The natural wealth of the Bering Sea

A vast and stormy sea is between Russia and Alaska. It is so rich in living organisms and different coastal and deepwater habitats, that it is considered one of the most biologically productive and diverse marine ecosystems in the world. Covering an area of nearly a million square miles of arctic and subarctic waters the Bering sea provides the conditions for live to great fish populations, crustaceans, mollusks, birds from all over the continents of the World, as well as to numerous whales, dolphins, walruses, seals and polar bears.

Here thousands of flocks of sea birds lifted suddenly into the air from the rookeries located on the cliffs, while down along the edge of the continental shelf 30-meters blue whales are fed, consuming several tons of plankton a day. Huge schools of salmon, shoals of Alaska Pollock and generations of long-lived halibut are fed in productive waters of the Bering Sea. Little Arctic foxes go following the majestic polar bears, walking hundreds of kilometers in polar ices, though severe winter storms and hurricane force winds. Nearly a million of seals, have spent in the sea from eight months to two years, overcome thousands miles of ocean waters on the way to the islands of the Bering Sea, to the rookeries where they have been born.

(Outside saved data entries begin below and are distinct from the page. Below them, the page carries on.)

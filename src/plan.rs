//! Subscription tiers and plan sets
//!
//! Tiers are totally ordered `Demo < Essential < Growth < Prime`. `Admin` is a
//! sentinel outside that order which grants universal access.

use serde::de::{Deserializer, SeqAccess, Visitor};
use serde::ser::{SerializeSeq, Serializer};
use serde::{Deserialize, Serialize};
use std::fmt;
use std::str::FromStr;
use tracing::warn;

use crate::types::UnrecognizedPlanKey;

/// Subscription tier
#[derive(Debug, Clone, Copy, Default, PartialEq, Eq, Hash, Serialize)]
#[serde(rename_all = "lowercase")]
pub enum PlanTier {
    /// Free preview tier
    #[default]
    Demo,
    Essential,
    Growth,
    Prime,
    /// Administrator sentinel, not part of the ordering
    Admin,
}

const ORDERED: [PlanTier; 4] = [
    PlanTier::Demo,
    PlanTier::Essential,
    PlanTier::Growth,
    PlanTier::Prime,
];

impl PlanTier {
    /// The four real tiers, lowest first
    pub fn ordered() -> &'static [PlanTier] {
        &ORDERED
    }

    /// Position in the tier order. `None` for `Admin`.
    pub fn rank(self) -> Option<u8> {
        match self {
            PlanTier::Demo => Some(0),
            PlanTier::Essential => Some(1),
            PlanTier::Growth => Some(2),
            PlanTier::Prime => Some(3),
            PlanTier::Admin => None,
        }
    }

    /// Canonical storage/session key
    pub fn key(self) -> &'static str {
        match self {
            PlanTier::Demo => "demo",
            PlanTier::Essential => "essential",
            PlanTier::Growth => "growth",
            PlanTier::Prime => "prime",
            PlanTier::Admin => "admin",
        }
    }

    /// Display name
    pub fn label(self) -> &'static str {
        match self {
            PlanTier::Demo => "Demo",
            PlanTier::Essential => "Essential",
            PlanTier::Growth => "Growth",
            PlanTier::Prime => "Prime",
            PlanTier::Admin => "Administrator",
        }
    }

    /// Whether `self` carries at least the entitlement of `threshold`.
    ///
    /// `Admin` satisfies every threshold; only `Admin` satisfies an `Admin`
    /// threshold.
    pub fn at_least(self, threshold: PlanTier) -> bool {
        match (self.rank(), threshold.rank()) {
            (None, _) => true,
            (Some(_), None) => false,
            (Some(have), Some(need)) => have >= need,
        }
    }

    /// Parse a key, recovering to `Demo` when it is not recognized.
    ///
    /// Used for plan keys read from storage or the session: the most
    /// restrictive tier is always a safe answer.
    pub fn from_key_or_demo(key: &str) -> PlanTier {
        key.parse().unwrap_or_else(|e: UnrecognizedPlanKey| {
            warn!(key = key, error = %e, "Falling back to demo tier");
            PlanTier::Demo
        })
    }

    /// Map a stored plan number (0..=3) to a tier, recovering to `Demo`.
    pub fn from_number(number: i64) -> PlanTier {
        match number {
            0 => PlanTier::Demo,
            1 => PlanTier::Essential,
            2 => PlanTier::Growth,
            3 => PlanTier::Prime,
            other => {
                warn!(plan_number = other, "Unknown plan number, falling back to demo tier");
                PlanTier::Demo
            }
        }
    }
}

impl fmt::Display for PlanTier {
    fn fmt(&self, f: &mut fmt::Formatter<'_>) -> fmt::Result {
        f.write_str(self.key())
    }
}

impl FromStr for PlanTier {
    type Err = UnrecognizedPlanKey;

    fn from_str(s: &str) -> Result<Self, Self::Err> {
        match s.trim().to_ascii_lowercase().as_str() {
            "demo" => Ok(PlanTier::Demo),
            "essential" => Ok(PlanTier::Essential),
            "growth" => Ok(PlanTier::Growth),
            "prime" => Ok(PlanTier::Prime),
            "admin" => Ok(PlanTier::Admin),
            _ => Err(UnrecognizedPlanKey(s.to_string())),
        }
    }
}

/// Stored keys go through [`PlanTier::from_key_or_demo`]: an unknown key
/// recovers to `Demo` instead of failing the whole record.
impl<'de> Deserialize<'de> for PlanTier {
    fn deserialize<D: Deserializer<'de>>(deserializer: D) -> Result<Self, D::Error> {
        let key = String::deserialize(deserializer)?;
        Ok(PlanTier::from_key_or_demo(&key))
    }
}

// =============================================================================
// PlanSet
// =============================================================================

/// Set of real tiers allowed to access an item.
///
/// Stored as a bitmask indexed by rank. `Admin` is never a member.
/// Serializes as a list of tier keys in tier order.
#[derive(Debug, Clone, Copy, PartialEq, Eq, Hash, Default)]
pub struct PlanSet(u8);

impl PlanSet {
    pub const fn empty() -> Self {
        PlanSet(0)
    }

    /// Every real tier
    pub const fn all() -> Self {
        PlanSet(0b1111)
    }

    /// Contiguous suffix of the tier order starting at `threshold`
    pub fn at_least(threshold: PlanTier) -> Self {
        ORDERED
            .iter()
            .copied()
            .filter(|tier| tier.at_least(threshold))
            .collect()
    }

    /// Insert a tier. Returns false for `Admin`, which cannot be a member.
    pub fn insert(&mut self, tier: PlanTier) -> bool {
        match tier.rank() {
            Some(rank) => {
                self.0 |= 1 << rank;
                true
            }
            None => false,
        }
    }

    pub fn remove(&mut self, tier: PlanTier) {
        if let Some(rank) = tier.rank() {
            self.0 &= !(1 << rank);
        }
    }

    pub fn contains(&self, tier: PlanTier) -> bool {
        tier.rank().is_some_and(|rank| self.0 & (1 << rank) != 0)
    }

    pub fn is_empty(&self) -> bool {
        self.0 == 0
    }

    pub fn len(&self) -> usize {
        self.0.count_ones() as usize
    }

    /// Members in tier order
    pub fn iter(&self) -> impl Iterator<Item = PlanTier> + '_ {
        ORDERED.iter().copied().filter(move |tier| self.contains(*tier))
    }

    /// Lowest member by tier order
    pub fn lowest(&self) -> Option<PlanTier> {
        self.iter().next()
    }

    /// Parse a list of keys, dropping anything unrecognized.
    ///
    /// An unknown key must never widen access, so it is discarded rather
    /// than mapped to `Demo`.
    pub fn from_keys<I, S>(keys: I) -> Self
    where
        I: IntoIterator<Item = S>,
        S: AsRef<str>,
    {
        let mut set = PlanSet::empty();
        for key in keys {
            let key = key.as_ref();
            match key.parse::<PlanTier>() {
                Ok(tier) if set.insert(tier) => {}
                Ok(_) => warn!(key = key, "Admin is not a plan set member, dropped"),
                Err(e) => warn!(error = %e, "Dropping unknown plan from plan set"),
            }
        }
        set
    }

    pub fn keys(&self) -> Vec<&'static str> {
        self.iter().map(PlanTier::key).collect()
    }
}

impl FromIterator<PlanTier> for PlanSet {
    fn from_iter<I: IntoIterator<Item = PlanTier>>(iter: I) -> Self {
        let mut set = PlanSet::empty();
        for tier in iter {
            set.insert(tier);
        }
        set
    }
}

impl Serialize for PlanSet {
    fn serialize<S: Serializer>(&self, serializer: S) -> Result<S::Ok, S::Error> {
        let mut seq = serializer.serialize_seq(Some(self.len()))?;
        for tier in self.iter() {
            seq.serialize_element(tier.key())?;
        }
        seq.end()
    }
}

impl<'de> Deserialize<'de> for PlanSet {
    fn deserialize<D: Deserializer<'de>>(deserializer: D) -> Result<Self, D::Error> {
        struct PlanSetVisitor;

        impl<'de> Visitor<'de> for PlanSetVisitor {
            type Value = PlanSet;

            fn expecting(&self, f: &mut fmt::Formatter<'_>) -> fmt::Result {
                f.write_str("a list of plan keys")
            }

            fn visit_seq<A: SeqAccess<'de>>(self, mut seq: A) -> Result<PlanSet, A::Error> {
                let mut keys: Vec<String> = Vec::new();
                while let Some(key) = seq.next_element::<String>()? {
                    keys.push(key);
                }
                Ok(PlanSet::from_keys(keys))
            }
        }

        deserializer.deserialize_seq(PlanSetVisitor)
    }
}

#[cfg(test)]
mod tests {
    use super::*;

    #[test]
    fn test_tier_ordering() {
        assert!(PlanTier::Prime.at_least(PlanTier::Growth));
        assert!(PlanTier::Growth.at_least(PlanTier::Growth));
        assert!(!PlanTier::Essential.at_least(PlanTier::Growth));
        assert!(PlanTier::Demo.at_least(PlanTier::Demo));
    }

    #[test]
    fn test_admin_outside_order() {
        assert_eq!(PlanTier::Admin.rank(), None);
        assert!(PlanTier::Admin.at_least(PlanTier::Prime));
        assert!(!PlanTier::Prime.at_least(PlanTier::Admin));
        assert!(!PlanTier::ordered().contains(&PlanTier::Admin));
    }

    #[test]
    fn test_key_round_trip() {
        for tier in PlanTier::ordered() {
            assert_eq!(tier.key().parse::<PlanTier>(), Ok(*tier));
        }
        assert_eq!("  PRIME ".parse::<PlanTier>(), Ok(PlanTier::Prime));
    }

    #[test]
    fn test_unknown_key_falls_back_to_demo() {
        assert!("platinum".parse::<PlanTier>().is_err());
        assert_eq!(PlanTier::from_key_or_demo("platinum"), PlanTier::Demo);
        assert_eq!(PlanTier::from_key_or_demo(""), PlanTier::Demo);
        assert_eq!(PlanTier::from_key_or_demo("growth"), PlanTier::Growth);
    }

    #[test]
    fn test_deserialize_recovers_unknown_key() {
        let tier: PlanTier = serde_json::from_str(r#""platinum""#).unwrap();
        assert_eq!(tier, PlanTier::Demo);
        let tier: PlanTier = serde_json::from_str(r#""Prime""#).unwrap();
        assert_eq!(tier, PlanTier::Prime);
        assert_eq!(serde_json::to_string(&PlanTier::Growth).unwrap(), r#""growth""#);
    }

    #[test]
    fn test_from_number() {
        assert_eq!(PlanTier::from_number(1), PlanTier::Essential);
        assert_eq!(PlanTier::from_number(3), PlanTier::Prime);
        assert_eq!(PlanTier::from_number(7), PlanTier::Demo);
        assert_eq!(PlanTier::from_number(-1), PlanTier::Demo);
    }

    #[test]
    fn test_plan_set_at_least() {
        let set = PlanSet::at_least(PlanTier::Growth);
        assert_eq!(set.keys(), vec!["growth", "prime"]);
        assert_eq!(set.lowest(), Some(PlanTier::Growth));
        assert_eq!(PlanSet::at_least(PlanTier::Demo), PlanSet::all());
    }

    #[test]
    fn test_plan_set_rejects_admin() {
        let mut set = PlanSet::empty();
        assert!(!set.insert(PlanTier::Admin));
        assert!(set.is_empty());
        assert!(!set.contains(PlanTier::Admin));
    }

    #[test]
    fn test_plan_set_drops_unknown_keys() {
        let set: PlanSet = serde_json::from_str(r#"["prime", "platinum", "essential"]"#).unwrap();
        assert_eq!(set.keys(), vec!["essential", "prime"]);
        assert!(!set.contains(PlanTier::Demo));

        let json = serde_json::to_string(&set).unwrap();
        assert_eq!(json, r#"["essential","prime"]"#);
    }
}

The Bering Sea is limited to the coasts of two continents. It is one of the largest semi-enclosed seas. More than 450 species of fishes, crustaceans and mollusks, more than 200 species of bird and 26 species of marine mammals inhabit this northern extension of the Pacific Ocean.

The Bering Sea has the world environmental, economic and cultural importance. For centuries the wild animals, people prospered in its productive marine and coastal habitats. Today thousands of indigenous people including Aleuts, Chukchi, Kypiks, Inupiaks, Koryaks, Kamchadals, Itelmens and Ypiks continue their traditional fishing and hunting on the sea and its coasts. The Bering Sea provides more than 50% of the annual fish production of both the USA and about 30% of Russia.